-- Problem to solve --
Reproduce the first line of the entries that follow and each later line, word for word, ending with the one containing "Three variants are".

"""

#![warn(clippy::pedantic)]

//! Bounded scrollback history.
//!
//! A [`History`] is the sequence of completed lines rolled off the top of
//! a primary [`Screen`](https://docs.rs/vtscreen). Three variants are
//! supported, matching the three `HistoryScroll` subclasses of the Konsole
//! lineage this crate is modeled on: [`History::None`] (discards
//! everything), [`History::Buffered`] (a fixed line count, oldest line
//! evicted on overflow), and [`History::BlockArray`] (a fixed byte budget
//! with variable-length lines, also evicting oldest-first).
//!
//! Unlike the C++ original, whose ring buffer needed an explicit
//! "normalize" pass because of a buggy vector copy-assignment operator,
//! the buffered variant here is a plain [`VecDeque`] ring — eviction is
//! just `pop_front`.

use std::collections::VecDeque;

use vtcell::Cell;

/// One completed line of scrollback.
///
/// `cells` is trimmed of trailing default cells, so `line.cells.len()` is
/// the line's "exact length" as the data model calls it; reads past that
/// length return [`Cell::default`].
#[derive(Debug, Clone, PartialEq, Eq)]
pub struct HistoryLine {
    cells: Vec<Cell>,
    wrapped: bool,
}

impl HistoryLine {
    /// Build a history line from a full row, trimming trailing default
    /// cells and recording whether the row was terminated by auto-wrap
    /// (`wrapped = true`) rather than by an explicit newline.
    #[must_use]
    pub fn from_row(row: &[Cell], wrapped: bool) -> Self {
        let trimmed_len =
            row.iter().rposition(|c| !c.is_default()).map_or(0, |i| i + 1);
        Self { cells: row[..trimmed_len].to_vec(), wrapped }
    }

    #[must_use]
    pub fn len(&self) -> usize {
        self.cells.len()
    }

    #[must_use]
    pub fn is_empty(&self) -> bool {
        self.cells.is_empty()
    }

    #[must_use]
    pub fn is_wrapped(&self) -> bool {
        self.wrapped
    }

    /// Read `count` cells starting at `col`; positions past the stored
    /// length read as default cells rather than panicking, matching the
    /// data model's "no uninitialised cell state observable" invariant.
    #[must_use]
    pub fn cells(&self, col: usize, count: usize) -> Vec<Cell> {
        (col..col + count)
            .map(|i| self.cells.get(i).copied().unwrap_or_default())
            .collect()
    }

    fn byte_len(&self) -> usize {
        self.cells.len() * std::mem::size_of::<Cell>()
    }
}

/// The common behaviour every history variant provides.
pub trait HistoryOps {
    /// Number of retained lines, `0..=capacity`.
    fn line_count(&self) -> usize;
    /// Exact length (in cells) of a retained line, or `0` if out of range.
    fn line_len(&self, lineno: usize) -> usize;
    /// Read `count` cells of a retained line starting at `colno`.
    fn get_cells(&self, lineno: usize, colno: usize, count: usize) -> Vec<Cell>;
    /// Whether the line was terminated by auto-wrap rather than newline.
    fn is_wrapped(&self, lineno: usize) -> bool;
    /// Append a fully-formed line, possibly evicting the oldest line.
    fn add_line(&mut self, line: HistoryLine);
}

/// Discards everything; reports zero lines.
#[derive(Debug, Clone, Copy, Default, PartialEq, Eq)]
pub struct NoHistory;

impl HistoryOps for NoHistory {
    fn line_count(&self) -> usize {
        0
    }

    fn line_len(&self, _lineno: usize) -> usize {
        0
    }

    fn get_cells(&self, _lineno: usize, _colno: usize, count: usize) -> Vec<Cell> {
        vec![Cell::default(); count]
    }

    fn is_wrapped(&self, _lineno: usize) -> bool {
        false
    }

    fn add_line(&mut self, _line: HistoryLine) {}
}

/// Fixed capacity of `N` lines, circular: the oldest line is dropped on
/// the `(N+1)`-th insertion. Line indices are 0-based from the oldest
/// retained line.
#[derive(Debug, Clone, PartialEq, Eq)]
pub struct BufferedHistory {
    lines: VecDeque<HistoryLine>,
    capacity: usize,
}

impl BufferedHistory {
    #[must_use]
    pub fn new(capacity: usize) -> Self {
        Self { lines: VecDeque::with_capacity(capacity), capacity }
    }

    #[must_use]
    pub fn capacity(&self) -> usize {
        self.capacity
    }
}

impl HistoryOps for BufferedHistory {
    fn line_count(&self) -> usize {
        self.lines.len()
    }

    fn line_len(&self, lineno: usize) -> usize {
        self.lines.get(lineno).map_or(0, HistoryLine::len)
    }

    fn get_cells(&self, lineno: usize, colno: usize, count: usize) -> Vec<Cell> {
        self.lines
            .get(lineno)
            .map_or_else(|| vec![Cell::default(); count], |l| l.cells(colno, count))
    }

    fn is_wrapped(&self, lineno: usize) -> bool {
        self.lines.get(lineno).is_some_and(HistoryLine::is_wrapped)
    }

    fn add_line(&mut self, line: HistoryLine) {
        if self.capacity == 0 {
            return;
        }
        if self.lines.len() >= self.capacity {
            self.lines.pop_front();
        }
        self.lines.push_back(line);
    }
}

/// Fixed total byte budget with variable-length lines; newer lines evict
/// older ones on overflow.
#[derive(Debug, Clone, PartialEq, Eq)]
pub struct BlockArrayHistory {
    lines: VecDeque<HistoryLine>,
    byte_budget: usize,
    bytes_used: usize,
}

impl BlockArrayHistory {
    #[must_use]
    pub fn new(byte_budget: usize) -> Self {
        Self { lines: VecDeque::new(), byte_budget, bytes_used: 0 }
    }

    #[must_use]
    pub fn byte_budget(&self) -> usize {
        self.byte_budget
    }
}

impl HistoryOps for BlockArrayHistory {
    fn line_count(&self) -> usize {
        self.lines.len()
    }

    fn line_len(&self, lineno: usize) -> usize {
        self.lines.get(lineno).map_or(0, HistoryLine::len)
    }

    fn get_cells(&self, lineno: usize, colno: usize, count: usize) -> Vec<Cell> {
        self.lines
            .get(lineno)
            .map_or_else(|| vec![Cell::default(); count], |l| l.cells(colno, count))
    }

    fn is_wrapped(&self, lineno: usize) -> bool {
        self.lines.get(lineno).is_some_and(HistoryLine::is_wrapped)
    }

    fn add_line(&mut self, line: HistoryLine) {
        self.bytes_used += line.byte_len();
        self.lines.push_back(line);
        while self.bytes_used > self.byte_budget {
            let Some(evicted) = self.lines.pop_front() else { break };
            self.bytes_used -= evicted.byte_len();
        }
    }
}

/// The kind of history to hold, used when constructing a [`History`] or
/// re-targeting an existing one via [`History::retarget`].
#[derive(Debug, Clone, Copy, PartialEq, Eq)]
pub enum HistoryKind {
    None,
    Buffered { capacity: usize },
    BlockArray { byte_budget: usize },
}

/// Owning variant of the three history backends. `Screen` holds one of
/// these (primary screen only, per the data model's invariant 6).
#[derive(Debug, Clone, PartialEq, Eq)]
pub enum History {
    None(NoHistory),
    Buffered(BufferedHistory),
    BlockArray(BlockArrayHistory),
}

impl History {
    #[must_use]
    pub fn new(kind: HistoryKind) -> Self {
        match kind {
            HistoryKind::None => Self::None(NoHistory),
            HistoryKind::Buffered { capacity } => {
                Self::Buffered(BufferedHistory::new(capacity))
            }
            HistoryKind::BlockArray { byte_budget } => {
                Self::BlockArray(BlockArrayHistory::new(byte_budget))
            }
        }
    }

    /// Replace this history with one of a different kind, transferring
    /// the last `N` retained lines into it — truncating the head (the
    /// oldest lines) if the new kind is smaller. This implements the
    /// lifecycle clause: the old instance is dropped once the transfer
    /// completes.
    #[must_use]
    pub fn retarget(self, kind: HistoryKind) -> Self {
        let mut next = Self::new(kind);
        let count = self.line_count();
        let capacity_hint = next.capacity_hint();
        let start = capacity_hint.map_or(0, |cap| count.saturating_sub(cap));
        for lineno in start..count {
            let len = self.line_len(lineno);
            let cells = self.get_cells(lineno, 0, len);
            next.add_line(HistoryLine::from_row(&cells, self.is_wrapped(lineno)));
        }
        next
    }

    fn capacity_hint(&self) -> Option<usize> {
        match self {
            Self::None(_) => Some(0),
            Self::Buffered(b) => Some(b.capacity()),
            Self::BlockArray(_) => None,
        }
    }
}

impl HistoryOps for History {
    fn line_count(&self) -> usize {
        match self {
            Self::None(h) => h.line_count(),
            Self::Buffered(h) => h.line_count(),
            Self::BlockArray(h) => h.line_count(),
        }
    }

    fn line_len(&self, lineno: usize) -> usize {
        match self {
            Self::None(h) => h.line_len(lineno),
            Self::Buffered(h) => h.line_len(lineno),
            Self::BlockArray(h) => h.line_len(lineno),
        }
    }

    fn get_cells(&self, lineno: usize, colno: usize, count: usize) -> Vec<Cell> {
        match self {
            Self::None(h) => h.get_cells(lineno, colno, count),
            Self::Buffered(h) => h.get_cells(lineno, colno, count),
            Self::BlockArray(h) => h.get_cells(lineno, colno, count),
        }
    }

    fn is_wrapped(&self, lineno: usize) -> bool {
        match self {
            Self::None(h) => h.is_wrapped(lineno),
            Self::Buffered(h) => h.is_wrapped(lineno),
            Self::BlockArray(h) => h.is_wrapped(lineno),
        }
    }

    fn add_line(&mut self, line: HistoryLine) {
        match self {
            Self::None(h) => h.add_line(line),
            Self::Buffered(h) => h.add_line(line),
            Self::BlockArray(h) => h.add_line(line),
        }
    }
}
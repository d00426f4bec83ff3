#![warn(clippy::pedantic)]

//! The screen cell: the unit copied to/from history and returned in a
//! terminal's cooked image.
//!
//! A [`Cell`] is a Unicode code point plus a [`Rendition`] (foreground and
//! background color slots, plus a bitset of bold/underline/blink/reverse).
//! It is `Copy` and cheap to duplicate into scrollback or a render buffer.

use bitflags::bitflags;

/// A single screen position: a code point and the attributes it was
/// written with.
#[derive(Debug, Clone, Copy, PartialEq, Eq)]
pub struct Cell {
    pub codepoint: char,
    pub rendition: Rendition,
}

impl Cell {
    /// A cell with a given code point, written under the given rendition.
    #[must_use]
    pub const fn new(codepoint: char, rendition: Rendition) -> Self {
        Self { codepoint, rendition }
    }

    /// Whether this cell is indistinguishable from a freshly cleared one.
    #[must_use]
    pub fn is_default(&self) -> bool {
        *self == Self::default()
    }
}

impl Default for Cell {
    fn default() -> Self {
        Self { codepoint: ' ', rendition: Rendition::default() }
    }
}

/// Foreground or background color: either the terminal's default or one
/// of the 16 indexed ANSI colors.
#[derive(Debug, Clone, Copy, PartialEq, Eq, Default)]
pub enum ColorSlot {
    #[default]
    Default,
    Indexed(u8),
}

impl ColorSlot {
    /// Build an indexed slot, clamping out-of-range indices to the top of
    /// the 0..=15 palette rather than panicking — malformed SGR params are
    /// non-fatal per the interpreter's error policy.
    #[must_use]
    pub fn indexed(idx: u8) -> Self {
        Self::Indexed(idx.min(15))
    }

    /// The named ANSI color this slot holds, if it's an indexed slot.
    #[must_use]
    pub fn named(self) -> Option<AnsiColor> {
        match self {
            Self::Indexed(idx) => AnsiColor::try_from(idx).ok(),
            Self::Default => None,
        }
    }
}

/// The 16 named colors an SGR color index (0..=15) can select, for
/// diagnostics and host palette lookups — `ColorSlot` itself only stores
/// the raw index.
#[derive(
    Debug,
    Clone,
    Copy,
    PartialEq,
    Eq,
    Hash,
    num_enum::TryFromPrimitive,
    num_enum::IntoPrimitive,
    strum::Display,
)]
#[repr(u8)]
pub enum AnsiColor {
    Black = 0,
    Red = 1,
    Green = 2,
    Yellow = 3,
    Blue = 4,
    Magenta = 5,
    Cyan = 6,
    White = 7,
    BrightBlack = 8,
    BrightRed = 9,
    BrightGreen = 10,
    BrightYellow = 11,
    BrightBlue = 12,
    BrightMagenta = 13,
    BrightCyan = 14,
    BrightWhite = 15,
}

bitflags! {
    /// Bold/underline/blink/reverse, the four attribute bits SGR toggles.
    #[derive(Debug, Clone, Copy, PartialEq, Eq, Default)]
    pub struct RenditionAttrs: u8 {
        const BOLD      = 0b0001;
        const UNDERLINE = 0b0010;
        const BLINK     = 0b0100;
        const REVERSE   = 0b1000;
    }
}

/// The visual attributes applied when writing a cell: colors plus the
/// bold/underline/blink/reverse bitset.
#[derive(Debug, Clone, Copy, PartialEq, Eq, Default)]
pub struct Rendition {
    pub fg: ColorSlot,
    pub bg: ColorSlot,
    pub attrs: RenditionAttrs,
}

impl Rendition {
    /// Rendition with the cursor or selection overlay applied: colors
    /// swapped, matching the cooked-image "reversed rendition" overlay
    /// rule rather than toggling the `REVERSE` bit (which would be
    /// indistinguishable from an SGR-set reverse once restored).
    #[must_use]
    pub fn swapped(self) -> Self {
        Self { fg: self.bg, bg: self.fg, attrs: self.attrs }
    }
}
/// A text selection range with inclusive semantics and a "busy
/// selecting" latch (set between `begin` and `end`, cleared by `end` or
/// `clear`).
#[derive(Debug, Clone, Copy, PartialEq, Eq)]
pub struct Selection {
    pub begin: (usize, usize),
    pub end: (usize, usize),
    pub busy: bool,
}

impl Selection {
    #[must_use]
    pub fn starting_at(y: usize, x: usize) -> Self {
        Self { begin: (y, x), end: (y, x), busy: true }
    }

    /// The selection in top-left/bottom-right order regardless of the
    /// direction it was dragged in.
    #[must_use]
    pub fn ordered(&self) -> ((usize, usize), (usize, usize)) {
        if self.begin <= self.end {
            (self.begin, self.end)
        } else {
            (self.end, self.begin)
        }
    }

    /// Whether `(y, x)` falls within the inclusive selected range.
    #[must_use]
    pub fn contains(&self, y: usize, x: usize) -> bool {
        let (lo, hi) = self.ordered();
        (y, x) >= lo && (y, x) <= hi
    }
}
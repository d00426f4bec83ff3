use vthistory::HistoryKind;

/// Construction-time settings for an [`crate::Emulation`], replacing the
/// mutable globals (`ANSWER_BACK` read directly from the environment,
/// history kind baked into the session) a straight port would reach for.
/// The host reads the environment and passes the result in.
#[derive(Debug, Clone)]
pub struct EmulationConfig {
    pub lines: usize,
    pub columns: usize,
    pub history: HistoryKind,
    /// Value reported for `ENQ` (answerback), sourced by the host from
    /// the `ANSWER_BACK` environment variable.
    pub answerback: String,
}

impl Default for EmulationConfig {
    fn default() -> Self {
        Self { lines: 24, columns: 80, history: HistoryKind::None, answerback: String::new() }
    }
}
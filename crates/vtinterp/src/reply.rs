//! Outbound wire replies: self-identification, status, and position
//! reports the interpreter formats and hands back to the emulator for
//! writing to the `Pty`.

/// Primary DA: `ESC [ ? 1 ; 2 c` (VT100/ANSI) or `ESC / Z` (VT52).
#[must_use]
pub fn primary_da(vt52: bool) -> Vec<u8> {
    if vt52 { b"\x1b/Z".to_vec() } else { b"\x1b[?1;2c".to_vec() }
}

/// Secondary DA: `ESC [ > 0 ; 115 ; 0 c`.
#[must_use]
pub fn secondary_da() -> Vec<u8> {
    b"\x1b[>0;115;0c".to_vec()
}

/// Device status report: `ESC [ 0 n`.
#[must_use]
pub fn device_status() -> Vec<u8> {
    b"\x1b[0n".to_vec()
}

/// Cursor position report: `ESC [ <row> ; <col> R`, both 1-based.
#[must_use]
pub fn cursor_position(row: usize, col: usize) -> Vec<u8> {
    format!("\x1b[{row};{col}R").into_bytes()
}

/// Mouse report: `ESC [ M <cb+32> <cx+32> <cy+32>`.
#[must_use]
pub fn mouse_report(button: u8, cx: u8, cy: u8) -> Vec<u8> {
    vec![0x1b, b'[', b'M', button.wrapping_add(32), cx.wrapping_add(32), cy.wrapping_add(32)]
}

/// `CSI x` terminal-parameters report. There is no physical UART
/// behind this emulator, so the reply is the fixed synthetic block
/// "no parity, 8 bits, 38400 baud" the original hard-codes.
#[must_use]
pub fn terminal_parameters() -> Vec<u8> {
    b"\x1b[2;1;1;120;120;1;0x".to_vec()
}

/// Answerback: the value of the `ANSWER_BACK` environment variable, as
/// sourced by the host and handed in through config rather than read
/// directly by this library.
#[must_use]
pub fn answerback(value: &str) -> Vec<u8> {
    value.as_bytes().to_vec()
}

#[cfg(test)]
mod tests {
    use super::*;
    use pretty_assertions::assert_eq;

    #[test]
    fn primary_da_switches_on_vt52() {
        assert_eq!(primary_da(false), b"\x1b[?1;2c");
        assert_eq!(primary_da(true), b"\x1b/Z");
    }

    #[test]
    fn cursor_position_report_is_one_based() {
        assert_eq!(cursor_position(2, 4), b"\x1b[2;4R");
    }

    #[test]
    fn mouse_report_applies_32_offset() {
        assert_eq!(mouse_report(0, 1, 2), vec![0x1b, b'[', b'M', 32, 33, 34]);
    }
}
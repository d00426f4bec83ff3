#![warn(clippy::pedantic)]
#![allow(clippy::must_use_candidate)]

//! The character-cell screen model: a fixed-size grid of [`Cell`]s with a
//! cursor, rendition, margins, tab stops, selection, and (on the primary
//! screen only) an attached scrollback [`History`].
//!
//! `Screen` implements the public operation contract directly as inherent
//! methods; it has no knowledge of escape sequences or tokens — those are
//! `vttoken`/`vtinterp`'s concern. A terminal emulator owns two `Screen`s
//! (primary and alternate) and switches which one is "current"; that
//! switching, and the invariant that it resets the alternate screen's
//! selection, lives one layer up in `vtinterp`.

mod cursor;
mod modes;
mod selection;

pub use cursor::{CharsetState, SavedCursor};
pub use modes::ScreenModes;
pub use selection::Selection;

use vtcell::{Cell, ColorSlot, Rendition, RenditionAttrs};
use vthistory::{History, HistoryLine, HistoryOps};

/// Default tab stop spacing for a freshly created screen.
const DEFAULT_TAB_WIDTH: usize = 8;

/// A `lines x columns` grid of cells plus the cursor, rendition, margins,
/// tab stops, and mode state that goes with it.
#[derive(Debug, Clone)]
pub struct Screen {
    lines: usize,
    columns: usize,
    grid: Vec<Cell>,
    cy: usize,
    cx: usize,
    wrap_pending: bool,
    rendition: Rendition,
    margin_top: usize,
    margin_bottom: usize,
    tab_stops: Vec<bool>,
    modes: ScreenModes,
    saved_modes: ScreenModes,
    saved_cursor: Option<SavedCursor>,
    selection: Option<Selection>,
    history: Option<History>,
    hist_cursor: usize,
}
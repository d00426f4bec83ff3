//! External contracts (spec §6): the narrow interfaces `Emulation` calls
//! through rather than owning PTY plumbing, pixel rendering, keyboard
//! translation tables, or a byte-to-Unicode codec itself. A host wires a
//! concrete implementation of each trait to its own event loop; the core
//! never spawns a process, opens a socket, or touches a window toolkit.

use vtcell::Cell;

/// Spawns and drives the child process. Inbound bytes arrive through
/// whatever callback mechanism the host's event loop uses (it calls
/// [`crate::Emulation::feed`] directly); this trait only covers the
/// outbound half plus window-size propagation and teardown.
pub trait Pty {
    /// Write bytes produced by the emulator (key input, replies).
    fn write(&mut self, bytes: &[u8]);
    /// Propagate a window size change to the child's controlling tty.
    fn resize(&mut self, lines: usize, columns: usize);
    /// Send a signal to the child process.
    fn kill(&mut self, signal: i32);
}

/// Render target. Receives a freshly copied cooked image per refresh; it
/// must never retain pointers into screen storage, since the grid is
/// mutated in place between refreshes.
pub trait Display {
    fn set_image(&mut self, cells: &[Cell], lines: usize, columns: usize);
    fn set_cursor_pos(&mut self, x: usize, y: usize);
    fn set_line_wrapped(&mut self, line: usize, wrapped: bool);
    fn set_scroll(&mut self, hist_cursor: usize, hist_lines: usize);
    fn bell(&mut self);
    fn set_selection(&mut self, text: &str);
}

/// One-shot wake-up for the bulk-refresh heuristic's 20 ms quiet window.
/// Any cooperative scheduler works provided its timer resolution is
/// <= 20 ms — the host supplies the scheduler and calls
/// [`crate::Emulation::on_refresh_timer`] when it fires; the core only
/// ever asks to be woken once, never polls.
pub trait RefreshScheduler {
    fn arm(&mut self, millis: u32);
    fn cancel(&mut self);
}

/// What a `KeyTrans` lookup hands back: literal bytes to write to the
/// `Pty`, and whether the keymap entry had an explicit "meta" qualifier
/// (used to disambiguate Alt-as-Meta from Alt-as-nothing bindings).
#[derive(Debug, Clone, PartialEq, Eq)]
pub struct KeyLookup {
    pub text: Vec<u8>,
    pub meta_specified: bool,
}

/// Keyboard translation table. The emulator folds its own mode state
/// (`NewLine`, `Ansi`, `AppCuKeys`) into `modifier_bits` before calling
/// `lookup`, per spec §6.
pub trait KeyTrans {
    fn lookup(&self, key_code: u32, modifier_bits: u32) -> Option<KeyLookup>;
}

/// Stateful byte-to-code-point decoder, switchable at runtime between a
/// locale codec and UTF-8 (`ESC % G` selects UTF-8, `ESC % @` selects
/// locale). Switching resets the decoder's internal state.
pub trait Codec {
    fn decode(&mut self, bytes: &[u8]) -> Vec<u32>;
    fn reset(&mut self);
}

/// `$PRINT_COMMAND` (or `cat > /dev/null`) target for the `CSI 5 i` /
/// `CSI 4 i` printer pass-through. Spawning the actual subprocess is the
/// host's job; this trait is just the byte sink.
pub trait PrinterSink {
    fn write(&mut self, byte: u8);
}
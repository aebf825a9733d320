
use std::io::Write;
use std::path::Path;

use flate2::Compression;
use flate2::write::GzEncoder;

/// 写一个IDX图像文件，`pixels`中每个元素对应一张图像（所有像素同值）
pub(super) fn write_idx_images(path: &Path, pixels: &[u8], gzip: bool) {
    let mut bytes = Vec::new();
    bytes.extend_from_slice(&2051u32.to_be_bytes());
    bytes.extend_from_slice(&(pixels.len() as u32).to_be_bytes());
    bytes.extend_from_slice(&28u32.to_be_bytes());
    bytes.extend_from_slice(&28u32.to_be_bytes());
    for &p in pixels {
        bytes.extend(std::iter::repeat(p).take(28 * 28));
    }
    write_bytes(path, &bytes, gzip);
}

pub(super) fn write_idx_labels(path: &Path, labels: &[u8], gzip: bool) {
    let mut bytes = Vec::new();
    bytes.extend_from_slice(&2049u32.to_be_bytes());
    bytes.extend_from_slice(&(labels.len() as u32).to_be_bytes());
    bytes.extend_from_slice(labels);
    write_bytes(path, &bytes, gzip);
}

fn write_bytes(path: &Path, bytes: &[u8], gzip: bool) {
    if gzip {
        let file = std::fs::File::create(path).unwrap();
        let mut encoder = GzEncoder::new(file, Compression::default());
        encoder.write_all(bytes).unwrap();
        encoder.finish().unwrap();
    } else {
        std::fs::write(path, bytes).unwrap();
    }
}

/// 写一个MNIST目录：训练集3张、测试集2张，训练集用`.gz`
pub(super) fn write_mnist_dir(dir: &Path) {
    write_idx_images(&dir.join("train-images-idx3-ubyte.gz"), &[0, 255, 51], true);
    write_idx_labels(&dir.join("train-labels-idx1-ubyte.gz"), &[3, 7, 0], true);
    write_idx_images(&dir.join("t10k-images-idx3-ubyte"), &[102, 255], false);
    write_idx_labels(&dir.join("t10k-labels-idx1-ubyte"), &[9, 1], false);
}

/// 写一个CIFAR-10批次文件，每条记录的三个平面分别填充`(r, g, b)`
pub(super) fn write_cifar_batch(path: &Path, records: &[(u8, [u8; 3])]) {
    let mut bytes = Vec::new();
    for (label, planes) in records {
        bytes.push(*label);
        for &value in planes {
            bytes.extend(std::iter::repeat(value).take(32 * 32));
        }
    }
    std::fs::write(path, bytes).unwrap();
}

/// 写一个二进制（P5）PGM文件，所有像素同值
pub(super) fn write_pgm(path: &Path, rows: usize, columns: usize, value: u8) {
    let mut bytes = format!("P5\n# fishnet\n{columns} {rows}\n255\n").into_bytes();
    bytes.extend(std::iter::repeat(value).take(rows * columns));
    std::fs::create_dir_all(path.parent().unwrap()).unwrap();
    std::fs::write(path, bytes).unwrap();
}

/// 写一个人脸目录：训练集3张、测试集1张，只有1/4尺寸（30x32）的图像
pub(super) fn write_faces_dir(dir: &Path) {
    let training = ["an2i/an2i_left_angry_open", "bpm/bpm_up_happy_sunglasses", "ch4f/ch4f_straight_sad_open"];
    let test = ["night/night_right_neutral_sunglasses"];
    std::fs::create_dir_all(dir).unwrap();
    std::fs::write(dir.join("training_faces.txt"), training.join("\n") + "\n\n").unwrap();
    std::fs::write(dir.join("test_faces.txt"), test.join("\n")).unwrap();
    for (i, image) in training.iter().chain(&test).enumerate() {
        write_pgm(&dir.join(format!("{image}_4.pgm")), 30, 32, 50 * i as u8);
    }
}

"""

-- Solution below --
#![warn(clippy::pedantic)]

//! Bounded scrollback history.
//!
//! A [`History`] is the sequence of completed lines rolled off the top of
//! a primary [`Screen`](https://docs.rs/vtscreen). Three variants are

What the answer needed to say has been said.